■ Task directions: Only the lines from the one containing "behind the camera." through the one containing "for equal depths." should be printed, exactly as they appear below, with both ends included.

■ Dataset extract:
== Segment start ==
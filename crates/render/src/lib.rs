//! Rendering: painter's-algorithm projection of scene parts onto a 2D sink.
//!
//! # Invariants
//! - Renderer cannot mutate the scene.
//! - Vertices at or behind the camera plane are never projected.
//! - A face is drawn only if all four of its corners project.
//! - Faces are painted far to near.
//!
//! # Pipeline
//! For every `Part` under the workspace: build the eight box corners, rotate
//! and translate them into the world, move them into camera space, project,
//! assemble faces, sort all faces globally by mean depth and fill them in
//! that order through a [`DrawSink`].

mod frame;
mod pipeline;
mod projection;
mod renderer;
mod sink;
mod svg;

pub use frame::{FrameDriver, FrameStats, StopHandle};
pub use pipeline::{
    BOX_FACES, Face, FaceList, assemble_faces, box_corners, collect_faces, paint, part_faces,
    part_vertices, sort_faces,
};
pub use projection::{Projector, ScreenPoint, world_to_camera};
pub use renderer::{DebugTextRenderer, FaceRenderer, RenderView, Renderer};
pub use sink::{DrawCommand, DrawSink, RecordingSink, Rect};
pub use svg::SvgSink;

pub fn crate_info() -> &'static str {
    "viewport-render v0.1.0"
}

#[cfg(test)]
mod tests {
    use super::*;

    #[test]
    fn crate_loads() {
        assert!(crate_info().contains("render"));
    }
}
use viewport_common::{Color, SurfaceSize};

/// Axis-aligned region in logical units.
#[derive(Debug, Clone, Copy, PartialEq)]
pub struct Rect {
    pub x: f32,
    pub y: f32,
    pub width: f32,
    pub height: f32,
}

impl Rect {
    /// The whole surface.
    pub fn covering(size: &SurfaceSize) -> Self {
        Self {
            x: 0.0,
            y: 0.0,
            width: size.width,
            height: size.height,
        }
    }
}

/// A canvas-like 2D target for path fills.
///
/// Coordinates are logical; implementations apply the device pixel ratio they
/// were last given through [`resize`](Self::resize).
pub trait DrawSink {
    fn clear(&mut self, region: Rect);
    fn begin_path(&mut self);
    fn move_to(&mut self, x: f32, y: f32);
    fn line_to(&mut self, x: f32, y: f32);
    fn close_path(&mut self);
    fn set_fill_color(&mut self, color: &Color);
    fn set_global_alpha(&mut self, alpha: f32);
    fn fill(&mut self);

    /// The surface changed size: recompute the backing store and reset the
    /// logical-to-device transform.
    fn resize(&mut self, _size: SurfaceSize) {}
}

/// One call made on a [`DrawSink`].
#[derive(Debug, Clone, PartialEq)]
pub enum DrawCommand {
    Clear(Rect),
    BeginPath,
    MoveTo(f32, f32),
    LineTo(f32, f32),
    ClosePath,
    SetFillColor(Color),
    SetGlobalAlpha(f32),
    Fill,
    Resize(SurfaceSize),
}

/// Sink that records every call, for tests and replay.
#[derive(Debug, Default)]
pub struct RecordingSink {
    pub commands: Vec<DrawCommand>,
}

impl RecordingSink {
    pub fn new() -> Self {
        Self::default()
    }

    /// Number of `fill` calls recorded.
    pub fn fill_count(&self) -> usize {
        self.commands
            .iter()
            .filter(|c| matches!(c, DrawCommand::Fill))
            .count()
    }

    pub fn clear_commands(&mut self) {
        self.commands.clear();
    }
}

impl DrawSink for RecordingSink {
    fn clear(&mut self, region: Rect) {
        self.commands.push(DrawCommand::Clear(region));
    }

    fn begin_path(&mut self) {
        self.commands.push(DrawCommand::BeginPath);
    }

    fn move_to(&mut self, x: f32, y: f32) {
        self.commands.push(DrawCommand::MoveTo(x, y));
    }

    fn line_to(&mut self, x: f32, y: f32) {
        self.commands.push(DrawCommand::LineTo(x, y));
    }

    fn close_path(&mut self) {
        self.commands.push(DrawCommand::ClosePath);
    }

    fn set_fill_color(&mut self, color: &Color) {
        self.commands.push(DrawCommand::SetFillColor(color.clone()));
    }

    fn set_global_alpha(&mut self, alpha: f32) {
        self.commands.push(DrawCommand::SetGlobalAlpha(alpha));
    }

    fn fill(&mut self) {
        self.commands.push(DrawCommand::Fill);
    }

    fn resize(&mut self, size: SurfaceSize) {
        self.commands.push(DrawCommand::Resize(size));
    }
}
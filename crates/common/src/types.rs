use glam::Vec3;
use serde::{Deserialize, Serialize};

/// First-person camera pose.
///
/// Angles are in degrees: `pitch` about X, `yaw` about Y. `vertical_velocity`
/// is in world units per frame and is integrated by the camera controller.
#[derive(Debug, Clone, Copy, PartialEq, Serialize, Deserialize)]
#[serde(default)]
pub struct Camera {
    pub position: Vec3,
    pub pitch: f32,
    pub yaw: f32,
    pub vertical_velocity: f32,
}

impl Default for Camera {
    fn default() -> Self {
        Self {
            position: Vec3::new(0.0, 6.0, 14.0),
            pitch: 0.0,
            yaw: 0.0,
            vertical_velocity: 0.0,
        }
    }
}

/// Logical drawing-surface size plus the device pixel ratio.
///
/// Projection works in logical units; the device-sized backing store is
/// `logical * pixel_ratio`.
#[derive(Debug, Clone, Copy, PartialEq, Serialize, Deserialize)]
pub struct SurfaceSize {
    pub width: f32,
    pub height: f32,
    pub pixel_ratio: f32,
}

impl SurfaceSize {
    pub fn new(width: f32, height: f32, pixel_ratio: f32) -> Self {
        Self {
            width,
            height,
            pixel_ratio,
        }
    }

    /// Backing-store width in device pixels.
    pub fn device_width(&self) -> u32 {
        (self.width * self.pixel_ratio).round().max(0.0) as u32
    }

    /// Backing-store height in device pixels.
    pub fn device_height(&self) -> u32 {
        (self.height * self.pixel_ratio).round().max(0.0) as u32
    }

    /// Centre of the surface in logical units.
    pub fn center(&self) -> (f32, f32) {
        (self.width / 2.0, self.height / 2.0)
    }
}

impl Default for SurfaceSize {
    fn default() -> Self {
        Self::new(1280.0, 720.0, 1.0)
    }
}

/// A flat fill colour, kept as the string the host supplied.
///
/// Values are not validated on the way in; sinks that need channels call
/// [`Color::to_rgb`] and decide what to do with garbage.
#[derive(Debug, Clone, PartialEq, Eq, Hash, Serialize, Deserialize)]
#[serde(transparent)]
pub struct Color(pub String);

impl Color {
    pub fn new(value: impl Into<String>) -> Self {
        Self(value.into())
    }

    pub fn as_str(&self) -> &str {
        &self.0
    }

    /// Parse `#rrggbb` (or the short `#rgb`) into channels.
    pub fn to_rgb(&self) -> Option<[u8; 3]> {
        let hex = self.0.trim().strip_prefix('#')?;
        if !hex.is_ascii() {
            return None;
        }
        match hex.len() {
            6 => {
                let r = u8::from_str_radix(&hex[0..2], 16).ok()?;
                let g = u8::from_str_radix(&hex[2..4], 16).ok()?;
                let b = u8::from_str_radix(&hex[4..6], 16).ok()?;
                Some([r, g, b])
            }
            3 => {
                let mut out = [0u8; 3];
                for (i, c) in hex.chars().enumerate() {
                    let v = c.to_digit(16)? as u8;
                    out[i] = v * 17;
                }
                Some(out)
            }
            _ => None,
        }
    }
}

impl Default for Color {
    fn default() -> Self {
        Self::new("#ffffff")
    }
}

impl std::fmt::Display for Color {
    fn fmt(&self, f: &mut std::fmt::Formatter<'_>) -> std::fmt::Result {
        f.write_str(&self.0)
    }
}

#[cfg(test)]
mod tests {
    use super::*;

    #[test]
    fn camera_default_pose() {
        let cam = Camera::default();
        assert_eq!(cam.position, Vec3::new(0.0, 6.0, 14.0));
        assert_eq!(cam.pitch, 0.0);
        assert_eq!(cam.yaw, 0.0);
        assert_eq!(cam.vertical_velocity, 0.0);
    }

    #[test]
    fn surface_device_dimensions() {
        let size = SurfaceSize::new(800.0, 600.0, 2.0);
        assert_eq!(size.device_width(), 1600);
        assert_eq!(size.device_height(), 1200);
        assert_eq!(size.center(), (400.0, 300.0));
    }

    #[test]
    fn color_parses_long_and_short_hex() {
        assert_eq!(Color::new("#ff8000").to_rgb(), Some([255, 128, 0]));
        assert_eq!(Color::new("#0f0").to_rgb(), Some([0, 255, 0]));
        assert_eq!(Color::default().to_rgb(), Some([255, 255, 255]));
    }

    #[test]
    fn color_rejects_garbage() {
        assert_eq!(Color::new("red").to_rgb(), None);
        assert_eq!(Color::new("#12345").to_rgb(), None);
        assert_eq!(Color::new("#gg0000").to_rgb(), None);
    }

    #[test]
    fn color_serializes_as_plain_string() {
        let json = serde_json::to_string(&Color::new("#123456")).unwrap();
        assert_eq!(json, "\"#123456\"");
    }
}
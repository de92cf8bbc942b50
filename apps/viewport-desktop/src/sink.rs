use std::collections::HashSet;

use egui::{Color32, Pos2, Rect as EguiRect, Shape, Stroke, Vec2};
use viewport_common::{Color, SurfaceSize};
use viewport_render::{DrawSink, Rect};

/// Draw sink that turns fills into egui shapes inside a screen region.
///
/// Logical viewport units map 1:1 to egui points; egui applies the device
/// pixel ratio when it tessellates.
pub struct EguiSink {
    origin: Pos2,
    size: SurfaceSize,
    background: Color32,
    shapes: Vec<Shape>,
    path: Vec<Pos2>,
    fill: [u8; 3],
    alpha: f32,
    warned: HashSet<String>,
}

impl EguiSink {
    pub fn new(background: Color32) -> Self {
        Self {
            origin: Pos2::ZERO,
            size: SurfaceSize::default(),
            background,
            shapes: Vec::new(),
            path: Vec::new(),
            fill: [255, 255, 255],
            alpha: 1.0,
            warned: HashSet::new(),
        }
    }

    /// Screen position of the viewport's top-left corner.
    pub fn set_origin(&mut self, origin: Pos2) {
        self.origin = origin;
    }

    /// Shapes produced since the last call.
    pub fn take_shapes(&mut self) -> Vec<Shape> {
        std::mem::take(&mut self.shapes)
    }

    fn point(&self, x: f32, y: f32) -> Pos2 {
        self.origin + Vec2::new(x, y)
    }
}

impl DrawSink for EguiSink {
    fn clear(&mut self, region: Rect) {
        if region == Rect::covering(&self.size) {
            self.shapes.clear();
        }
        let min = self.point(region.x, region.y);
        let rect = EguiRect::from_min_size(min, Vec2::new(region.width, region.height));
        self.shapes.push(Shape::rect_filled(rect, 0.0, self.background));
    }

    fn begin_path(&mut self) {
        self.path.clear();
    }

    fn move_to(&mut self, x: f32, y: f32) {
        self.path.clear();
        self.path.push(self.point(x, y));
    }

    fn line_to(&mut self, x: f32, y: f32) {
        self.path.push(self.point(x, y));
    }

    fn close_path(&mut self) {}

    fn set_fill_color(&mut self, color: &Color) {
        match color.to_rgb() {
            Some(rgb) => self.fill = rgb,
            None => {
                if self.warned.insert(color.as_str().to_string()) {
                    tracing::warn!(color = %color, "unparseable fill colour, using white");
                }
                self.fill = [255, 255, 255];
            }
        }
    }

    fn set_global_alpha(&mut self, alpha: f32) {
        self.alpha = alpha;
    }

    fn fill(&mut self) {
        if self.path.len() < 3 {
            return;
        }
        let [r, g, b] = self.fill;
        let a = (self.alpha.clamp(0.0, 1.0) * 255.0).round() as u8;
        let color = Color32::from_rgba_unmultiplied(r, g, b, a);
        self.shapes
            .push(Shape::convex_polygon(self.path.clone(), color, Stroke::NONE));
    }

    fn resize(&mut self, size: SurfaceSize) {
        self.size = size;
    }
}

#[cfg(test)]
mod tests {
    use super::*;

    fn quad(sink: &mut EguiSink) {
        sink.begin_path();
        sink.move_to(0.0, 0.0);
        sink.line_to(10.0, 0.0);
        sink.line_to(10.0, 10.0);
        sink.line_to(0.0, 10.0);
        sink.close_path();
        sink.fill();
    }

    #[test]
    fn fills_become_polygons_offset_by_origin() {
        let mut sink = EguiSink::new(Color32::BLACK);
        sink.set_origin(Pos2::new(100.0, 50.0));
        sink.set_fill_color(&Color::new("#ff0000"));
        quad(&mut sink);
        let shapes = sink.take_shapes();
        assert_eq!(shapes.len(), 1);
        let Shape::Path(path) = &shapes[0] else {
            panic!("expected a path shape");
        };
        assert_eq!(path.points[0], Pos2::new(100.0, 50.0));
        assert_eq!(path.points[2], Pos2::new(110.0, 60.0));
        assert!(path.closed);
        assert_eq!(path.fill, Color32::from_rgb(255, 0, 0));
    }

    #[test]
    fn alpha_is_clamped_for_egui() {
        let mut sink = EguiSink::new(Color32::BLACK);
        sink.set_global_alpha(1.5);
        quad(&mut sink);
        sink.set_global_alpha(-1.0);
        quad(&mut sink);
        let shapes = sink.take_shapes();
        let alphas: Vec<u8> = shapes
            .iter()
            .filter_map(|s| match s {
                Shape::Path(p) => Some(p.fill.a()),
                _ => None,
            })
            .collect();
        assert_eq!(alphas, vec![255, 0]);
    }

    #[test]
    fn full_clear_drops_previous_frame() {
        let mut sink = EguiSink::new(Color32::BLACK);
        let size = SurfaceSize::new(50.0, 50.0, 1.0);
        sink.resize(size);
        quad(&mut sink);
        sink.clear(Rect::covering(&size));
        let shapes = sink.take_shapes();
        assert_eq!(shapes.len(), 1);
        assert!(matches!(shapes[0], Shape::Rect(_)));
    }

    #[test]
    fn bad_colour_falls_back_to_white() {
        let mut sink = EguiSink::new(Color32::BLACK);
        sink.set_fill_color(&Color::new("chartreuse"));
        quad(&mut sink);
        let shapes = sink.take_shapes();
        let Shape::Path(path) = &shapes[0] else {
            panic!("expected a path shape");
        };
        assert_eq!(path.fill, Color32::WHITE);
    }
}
== Segment end ==
== Segment start ==
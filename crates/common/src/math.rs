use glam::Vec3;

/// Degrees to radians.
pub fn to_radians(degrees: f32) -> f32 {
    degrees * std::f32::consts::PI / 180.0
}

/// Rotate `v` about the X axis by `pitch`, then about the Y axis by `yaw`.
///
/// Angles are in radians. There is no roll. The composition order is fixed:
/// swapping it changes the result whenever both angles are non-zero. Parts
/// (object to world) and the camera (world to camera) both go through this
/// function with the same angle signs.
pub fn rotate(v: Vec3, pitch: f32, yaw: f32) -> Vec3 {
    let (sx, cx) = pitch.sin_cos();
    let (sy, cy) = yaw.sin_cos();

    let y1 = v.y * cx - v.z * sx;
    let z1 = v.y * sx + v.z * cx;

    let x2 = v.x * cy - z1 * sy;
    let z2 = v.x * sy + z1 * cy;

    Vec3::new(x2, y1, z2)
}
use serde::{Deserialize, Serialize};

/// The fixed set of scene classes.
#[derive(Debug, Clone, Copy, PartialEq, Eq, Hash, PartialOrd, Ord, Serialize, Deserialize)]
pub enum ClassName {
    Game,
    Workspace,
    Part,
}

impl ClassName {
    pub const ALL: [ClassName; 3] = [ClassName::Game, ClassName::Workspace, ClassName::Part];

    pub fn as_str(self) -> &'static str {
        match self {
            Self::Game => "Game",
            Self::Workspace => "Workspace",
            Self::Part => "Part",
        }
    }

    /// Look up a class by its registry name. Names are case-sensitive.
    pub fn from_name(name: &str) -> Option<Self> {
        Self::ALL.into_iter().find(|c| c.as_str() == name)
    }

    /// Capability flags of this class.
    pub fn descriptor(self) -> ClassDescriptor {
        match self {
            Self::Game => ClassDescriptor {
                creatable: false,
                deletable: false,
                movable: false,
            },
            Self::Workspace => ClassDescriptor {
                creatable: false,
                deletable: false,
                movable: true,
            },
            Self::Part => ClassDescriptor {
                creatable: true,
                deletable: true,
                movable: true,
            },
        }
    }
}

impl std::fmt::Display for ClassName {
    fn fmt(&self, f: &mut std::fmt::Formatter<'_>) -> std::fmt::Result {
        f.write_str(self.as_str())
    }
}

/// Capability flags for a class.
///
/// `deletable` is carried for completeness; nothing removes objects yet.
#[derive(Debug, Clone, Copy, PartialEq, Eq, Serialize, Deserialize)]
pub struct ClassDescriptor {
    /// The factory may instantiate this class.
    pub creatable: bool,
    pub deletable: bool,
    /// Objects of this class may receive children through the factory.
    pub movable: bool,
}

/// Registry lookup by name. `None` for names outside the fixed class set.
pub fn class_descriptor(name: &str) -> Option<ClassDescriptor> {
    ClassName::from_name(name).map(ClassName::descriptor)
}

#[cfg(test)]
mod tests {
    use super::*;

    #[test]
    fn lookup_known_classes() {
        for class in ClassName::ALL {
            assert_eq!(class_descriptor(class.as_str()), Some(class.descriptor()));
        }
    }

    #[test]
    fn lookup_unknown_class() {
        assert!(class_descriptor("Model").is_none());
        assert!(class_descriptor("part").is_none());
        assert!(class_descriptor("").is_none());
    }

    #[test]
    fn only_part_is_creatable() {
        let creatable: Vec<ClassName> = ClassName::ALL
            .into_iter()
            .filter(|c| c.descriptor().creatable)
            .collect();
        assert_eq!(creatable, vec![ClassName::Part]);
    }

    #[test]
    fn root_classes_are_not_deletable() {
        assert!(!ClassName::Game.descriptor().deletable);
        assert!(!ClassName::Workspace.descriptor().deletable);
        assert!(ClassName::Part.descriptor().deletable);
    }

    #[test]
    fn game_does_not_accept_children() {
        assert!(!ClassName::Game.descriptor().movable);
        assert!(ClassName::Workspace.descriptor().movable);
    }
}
== Segment end ==
== Segment start ==
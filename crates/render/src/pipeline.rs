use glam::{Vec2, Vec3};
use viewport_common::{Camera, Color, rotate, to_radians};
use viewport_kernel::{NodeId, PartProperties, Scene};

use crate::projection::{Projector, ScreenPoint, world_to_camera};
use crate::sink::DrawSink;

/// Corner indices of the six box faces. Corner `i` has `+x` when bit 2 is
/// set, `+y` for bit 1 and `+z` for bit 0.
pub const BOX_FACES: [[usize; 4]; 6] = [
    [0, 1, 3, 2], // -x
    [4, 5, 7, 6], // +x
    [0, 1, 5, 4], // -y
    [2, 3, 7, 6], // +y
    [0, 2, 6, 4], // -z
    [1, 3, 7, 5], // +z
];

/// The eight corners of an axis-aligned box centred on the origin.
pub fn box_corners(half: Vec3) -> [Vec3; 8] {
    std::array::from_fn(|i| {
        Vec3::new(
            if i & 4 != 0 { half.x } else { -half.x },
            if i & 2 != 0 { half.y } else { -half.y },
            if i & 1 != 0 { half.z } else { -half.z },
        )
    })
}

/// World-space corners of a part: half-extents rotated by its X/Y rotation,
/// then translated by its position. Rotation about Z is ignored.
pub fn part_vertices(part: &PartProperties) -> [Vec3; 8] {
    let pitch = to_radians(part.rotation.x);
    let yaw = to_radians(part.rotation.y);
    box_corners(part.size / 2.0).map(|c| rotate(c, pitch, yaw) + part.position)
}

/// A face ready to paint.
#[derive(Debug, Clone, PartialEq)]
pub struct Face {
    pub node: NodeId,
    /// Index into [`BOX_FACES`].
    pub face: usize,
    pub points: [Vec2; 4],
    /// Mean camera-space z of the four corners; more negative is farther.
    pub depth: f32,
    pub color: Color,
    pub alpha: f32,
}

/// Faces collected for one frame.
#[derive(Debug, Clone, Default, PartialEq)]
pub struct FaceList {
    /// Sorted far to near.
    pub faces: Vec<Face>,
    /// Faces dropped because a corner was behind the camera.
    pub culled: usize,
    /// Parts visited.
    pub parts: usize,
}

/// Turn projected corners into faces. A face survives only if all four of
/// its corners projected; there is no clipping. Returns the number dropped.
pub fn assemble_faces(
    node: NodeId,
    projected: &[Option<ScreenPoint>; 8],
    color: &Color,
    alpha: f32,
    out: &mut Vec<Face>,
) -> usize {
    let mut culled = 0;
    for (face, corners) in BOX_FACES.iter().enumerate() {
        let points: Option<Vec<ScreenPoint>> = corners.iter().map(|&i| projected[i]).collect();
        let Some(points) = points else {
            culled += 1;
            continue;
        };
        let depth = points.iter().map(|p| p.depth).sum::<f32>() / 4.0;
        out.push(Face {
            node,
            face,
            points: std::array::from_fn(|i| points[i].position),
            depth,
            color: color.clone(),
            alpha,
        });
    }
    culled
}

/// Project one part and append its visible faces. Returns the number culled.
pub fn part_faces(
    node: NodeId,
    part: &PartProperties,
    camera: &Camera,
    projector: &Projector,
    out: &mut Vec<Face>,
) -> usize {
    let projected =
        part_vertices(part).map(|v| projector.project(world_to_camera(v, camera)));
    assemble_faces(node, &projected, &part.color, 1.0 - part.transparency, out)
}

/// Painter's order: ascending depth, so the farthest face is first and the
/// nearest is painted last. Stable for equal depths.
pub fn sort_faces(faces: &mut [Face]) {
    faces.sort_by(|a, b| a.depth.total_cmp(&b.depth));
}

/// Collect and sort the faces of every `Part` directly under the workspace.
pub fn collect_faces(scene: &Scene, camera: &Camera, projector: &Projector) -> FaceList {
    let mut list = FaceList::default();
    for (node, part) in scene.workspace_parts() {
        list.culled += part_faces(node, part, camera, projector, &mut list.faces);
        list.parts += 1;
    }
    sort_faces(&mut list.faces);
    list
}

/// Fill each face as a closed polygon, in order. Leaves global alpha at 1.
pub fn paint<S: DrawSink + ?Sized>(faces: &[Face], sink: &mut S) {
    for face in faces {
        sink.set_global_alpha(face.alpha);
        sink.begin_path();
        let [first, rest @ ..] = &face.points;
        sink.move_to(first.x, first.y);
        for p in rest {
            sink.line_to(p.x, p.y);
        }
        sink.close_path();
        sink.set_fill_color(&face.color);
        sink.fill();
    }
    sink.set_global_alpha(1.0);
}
== Segment end ==
■ Result:
    /// Faces dropped because a corner was behind the camera.
    pub culled: usize,
    /// Parts visited.
    pub parts: usize,
}

/// Turn projected corners into faces. A face survives only if all four of
/// its corners projected; there is no clipping. Returns the number dropped.
pub fn assemble_faces(
    node: NodeId,
    projected: &[Option<ScreenPoint>; 8],
    color: &Color,
    alpha: f32,
    out: &mut Vec<Face>,
) -> usize {
    let mut culled = 0;
    for (face, corners) in BOX_FACES.iter().enumerate() {
        let points: Option<Vec<ScreenPoint>> = corners.iter().map(|&i| projected[i]).collect();
        let Some(points) = points else {
            culled += 1;
            continue;
        };
        let depth = points.iter().map(|p| p.depth).sum::<f32>() / 4.0;
        out.push(Face {
            node,
            face,
            points: std::array::from_fn(|i| points[i].position),
            depth,
            color: color.clone(),
            alpha,
        });
    }
    culled
}

/// Project one part and append its visible faces. Returns the number culled.
pub fn part_faces(
    node: NodeId,
    part: &PartProperties,
    camera: &Camera,
    projector: &Projector,
    out: &mut Vec<Face>,
) -> usize {
    let projected =
        part_vertices(part).map(|v| projector.project(world_to_camera(v, camera)));
    assemble_faces(node, &projected, &part.color, 1.0 - part.transparency, out)
}

/// Painter's order: ascending depth, so the farthest face is first and the
/// nearest is painted last. Stable for equal depths.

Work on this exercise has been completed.